» Data records:
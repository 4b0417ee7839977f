//! Core context and run loop
//!
//! [`Core`] is the explicit context every subsystem receives: the
//! socket engine, timers, resolver, extension registry, command table
//! and live client/channel state. There is no global instance; tests
//! build a fresh one per case.
//!
//! The model is single-threaded cooperative. The only blocking call is
//! `dispatch`; everything else runs as short callbacks between passes.
//! Shared pieces live behind `RefCell` and no borrow is held across a
//! callback.

use crate::channel::Channel;
use crate::client::{self, ClientConn};
use crate::clock::{ClockSource, MonotonicClock};
use crate::command::{CommandEntry, CommandTable};
use crate::config::Config;
use crate::dns::Dns;
use crate::engine::SocketEngine;
use crate::error::Result;
use crate::event::{EventHandler, EventMask};
use crate::extensible::ExtensionRegistry;
use crate::module::{CoreEvent, EventKind, ModuleManager};
use crate::stats::ServerStats;
use crate::timer::{TimerEvent, TimerManager};
use std::cell::{Cell, RefCell};
use std::collections::HashMap;
use std::net::{SocketAddr, TcpListener};
use std::os::unix::io::{AsRawFd, RawFd};
use std::rc::Rc;
use tracing::{debug, info, warn};

/// Everything the core owns, passed explicitly into every subsystem
pub struct Core {
    pub config: Config,
    pub clock: Box<dyn ClockSource>,
    pub engine: SocketEngine,
    pub timers: RefCell<TimerManager>,
    pub dns: Rc<RefCell<Dns>>,
    pub stats: ServerStats,
    pub registry: RefCell<ExtensionRegistry>,
    pub commands: RefCell<CommandTable>,
    pub clients: RefCell<HashMap<RawFd, Rc<RefCell<ClientConn>>>>,
    pub nicks: RefCell<HashMap<String, RawFd>>,
    pub channels: RefCell<HashMap<String, Channel>>,
    pub modules: RefCell<ModuleManager>,
    running: Cell<bool>,
}

impl Core {
    /// Build a core on the default engine backend and wall clock
    pub fn new(config: Config) -> Result<Self> {
        Self::with_clock(config, Box::new(MonotonicClock::new()))
    }

    /// Build a core with an explicit clock (tests use [`crate::ManualClock`])
    pub fn with_clock(config: Config, clock: Box<dyn ClockSource>) -> Result<Self> {
        let engine = SocketEngine::new()?;
        Self::with_parts(config, clock, engine)
    }

    /// Build a core from explicit parts
    pub fn with_parts(
        config: Config,
        clock: Box<dyn ClockSource>,
        engine: SocketEngine,
    ) -> Result<Self> {
        let dns = Rc::new(RefCell::new(Dns::new(&config.dns)?));
        let mut commands = CommandTable::new();
        commands.register_builtins();

        let core = Self {
            config,
            clock,
            engine,
            timers: RefCell::new(TimerManager::new()),
            dns,
            stats: ServerStats::new(),
            registry: RefCell::new(ExtensionRegistry::new()),
            commands: RefCell::new(commands),
            clients: RefCell::new(HashMap::new()),
            nicks: RefCell::new(HashMap::new()),
            channels: RefCell::new(HashMap::new()),
            modules: RefCell::new(ModuleManager::new()),
            running: Cell::new(false),
        };

        if core.dns.borrow().is_open() {
            let handler: Rc<RefCell<dyn EventHandler>> = core.dns.clone();
            core.engine.add(handler, EventMask::POLL_READ)?;
        } else if core.config.dns.enabled {
            warn!("starting without a usable resolver socket");
        }

        let now = core.clock.now();
        core.timers
            .borrow_mut()
            .add(now, 3600, true, TimerEvent::DnsCachePrune);
        Ok(core)
    }

    /// Monotonic seconds
    pub fn now(&self) -> u64 {
        self.clock.now()
    }

    /// Register a command on behalf of a module or the core
    pub fn register_command(&self, entry: CommandEntry) -> Result<()> {
        self.commands.borrow_mut().register(entry)
    }

    /// Subscribe a module to a core event kind
    pub fn subscribe_event(&self, module: &str, kind: EventKind) {
        self.modules.borrow_mut().subscribe(module, kind);
    }

    /// Load a module: run its `init` (which may register commands,
    /// extensions and resolvers), then record it.
    pub fn load_module(&self, mut module: Box<dyn crate::Module>) -> Result<()> {
        let name = module.name().to_string();
        if self.modules.borrow().is_loaded(&name) {
            return Err(crate::Error::Module(format!(
                "module {} is already loaded",
                name
            )));
        }
        module.init(self)?;
        self.modules.borrow_mut().insert(module)
    }

    /// Unload a module. Teardown order: prevent new operations, fire
    /// FORCEUNLOAD on its resolver consumers, delete its extension
    /// values everywhere, drop its commands, then run its cleanup.
    pub fn unload_module(&self, name: &str) -> Result<()> {
        let mut module = self.modules.borrow_mut().remove(name)?;
        self.dns.borrow_mut().clean_resolvers(self, name);
        self.purge_module_extensions(name);
        self.commands.borrow_mut().remove_owned(name);
        if let Err(e) = module.cleanup(self) {
            warn!(module = name, error = %e, "module cleanup failed");
        }
        debug!(module = name, "module unloaded");
        Ok(())
    }

    /// Deliver an event to subscribed modules
    pub fn fire_event(&self, event: &CoreEvent) {
        self.modules.borrow_mut().fire(self, event);
    }

    /// Drain due timers and route their events
    pub fn run_timers(&self) {
        let now = self.now();
        let due = self.timers.borrow_mut().tick(now);
        for (_, event) in due {
            match event {
                TimerEvent::DnsRequestTimeout(id) => {
                    self.dns.borrow_mut().handle_timeout(self, id);
                }
                TimerEvent::DnsCachePrune => {
                    self.dns.borrow_mut().prune(now);
                }
                TimerEvent::Module(tag) => {
                    self.fire_event(&CoreEvent::Timer { tag });
                }
            }
        }
    }

    /// Unregister every extension owned by `module` and delete its
    /// values across all live users, channels and memberships.
    pub fn purge_module_extensions(&self, module: &str) {
        let keys = self.registry.borrow().keys_owned_by(module);
        for key in keys {
            let removed = self.registry.borrow_mut().unregister(&key);
            let (id, _item) = match removed {
                Some(removed) => removed,
                None => continue,
            };
            for peer in self.clients.borrow().values() {
                peer.borrow_mut().user.extensions.clear(id);
            }
            for chan in self.channels.borrow_mut().values_mut() {
                chan.extensions.clear(id);
                for membership in chan.members.values_mut() {
                    membership.extensions.clear(id);
                }
            }
            debug!(module, key = %key, "extension purged");
        }
    }

    /// Serialization hook for link modules: every syncable-or-not
    /// extension value across all extensibles, in internal form, as
    /// (container, key, value) triples.
    pub fn sync_extensions(&self) -> Vec<(String, String, String)> {
        let registry = self.registry.borrow();
        let mut out = Vec::new();
        for peer in self.clients.borrow().values() {
            let peer = peer.borrow();
            let ident = peer.user.extensions.ident().to_string();
            for (key, value) in registry.serialize(&peer.user.extensions) {
                out.push((ident.clone(), key, value));
            }
        }
        for chan in self.channels.borrow().values() {
            for (key, value) in registry.serialize(&chan.extensions) {
                out.push((chan.name.clone(), key, value));
            }
            for membership in chan.members.values() {
                let ident = membership.extensions.ident().to_string();
                for (key, value) in registry.serialize(&membership.extensions) {
                    out.push((ident.clone(), key, value));
                }
            }
        }
        out
    }

    /// Ask the run loop to stop after the current pass
    pub fn shutdown(&self) {
        self.running.set(false);
    }
}

/// The client listener, itself just another event handler
struct Listener {
    listener: TcpListener,
    mask: EventMask,
}

impl EventHandler for Listener {
    fn fd(&self) -> RawFd {
        self.listener.as_raw_fd()
    }

    fn event_mask(&self) -> EventMask {
        self.mask
    }

    fn set_event_mask(&mut self, mask: EventMask) {
        self.mask = mask;
    }

    fn on_readable(&mut self, core: &Core) {
        loop {
            match self.listener.accept() {
                Ok((stream, addr)) => {
                    debug!(%addr, "accepted connection");
                    accept_client(core, stream);
                }
                Err(e) if e.kind() == std::io::ErrorKind::WouldBlock => break,
                Err(e) => {
                    warn!(error = %e, "accept failed");
                    break;
                }
            }
        }
    }
}

fn accept_client(core: &Core, stream: std::net::TcpStream) {
    core.stats.record_accept();
    let conn = match ClientConn::new(stream, core) {
        Ok(conn) => conn,
        Err(e) => {
            warn!(error = %e, "could not set up connection");
            return;
        }
    };
    let fd = conn.fd();
    let rc = Rc::new(RefCell::new(conn));
    let handler: Rc<RefCell<dyn EventHandler>> = rc.clone();
    if let Err(e) = core.engine.add(handler, EventMask::POLL_READ) {
        // Registration failure drops the connection on the floor.
        warn!(fd, error = %e, "could not register connection");
        return;
    }
    core.clients.borrow_mut().insert(fd, rc.clone());
    client::start_host_lookup(core, rc);
}

/// The daemon: a core plus its client listener
pub struct Server {
    core: Core,
    local_addr: SocketAddr,
}

impl Server {
    pub fn new(config: Config) -> Result<Self> {
        Self::with_core(Core::new(config)?)
    }

    /// Bind the listener configured in the core and register it
    pub fn with_core(core: Core) -> Result<Self> {
        let listener = TcpListener::bind(&core.config.listen.address)?;
        listener.set_nonblocking(true)?;
        let local_addr = listener.local_addr()?;
        let handler: Rc<RefCell<dyn EventHandler>> = Rc::new(RefCell::new(Listener {
            listener,
            mask: EventMask::NONE,
        }));
        core.engine.add(handler, EventMask::POLL_READ)?;
        info!(%local_addr, backend = core.engine.backend_name(), "listening");
        Ok(Self { core, local_addr })
    }

    pub fn core(&self) -> &Core {
        &self.core
    }

    pub fn local_addr(&self) -> SocketAddr {
        self.local_addr
    }

    /// One engine pass plus a timer drain; returns delivered events
    pub fn run_once(&self, max_wait_ms: i32) -> usize {
        let count = self.core.engine.dispatch(&self.core, max_wait_ms);
        self.core.run_timers();
        count
    }

    /// Drive the server until [`Core::shutdown`] is called
    pub fn run(&self) {
        self.core.running.set(true);
        info!(server = %self.core.config.server.name, "server running");
        while self.core.running.get() {
            self.run_once(1000);
        }
        info!("server stopped");
    }

    /// Re-read runtime settings: reopen the resolver socket, prune the
    /// cache and tell subscribed modules.
    pub fn rehash(&self) -> Result<()> {
        info!("rehashing");
        let core = &self.core;
        {
            let dns = core.dns.borrow();
            if dns.fd() >= 0 {
                let _ = core.engine.del(&*dns, true);
            }
        }
        let now = core.now();
        core.dns.borrow_mut().rehash(&core.config.dns, now)?;
        if core.dns.borrow().is_open() {
            let handler: Rc<RefCell<dyn EventHandler>> = core.dns.clone();
            core.engine.add(handler, EventMask::POLL_READ)?;
        }
        core.fire_event(&CoreEvent::Rehash);
        Ok(())
    }
}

» What the task requires:
Among the entries above, some lines may hold the string "ident". State how many, and give nothing but the number.

» Response below:
4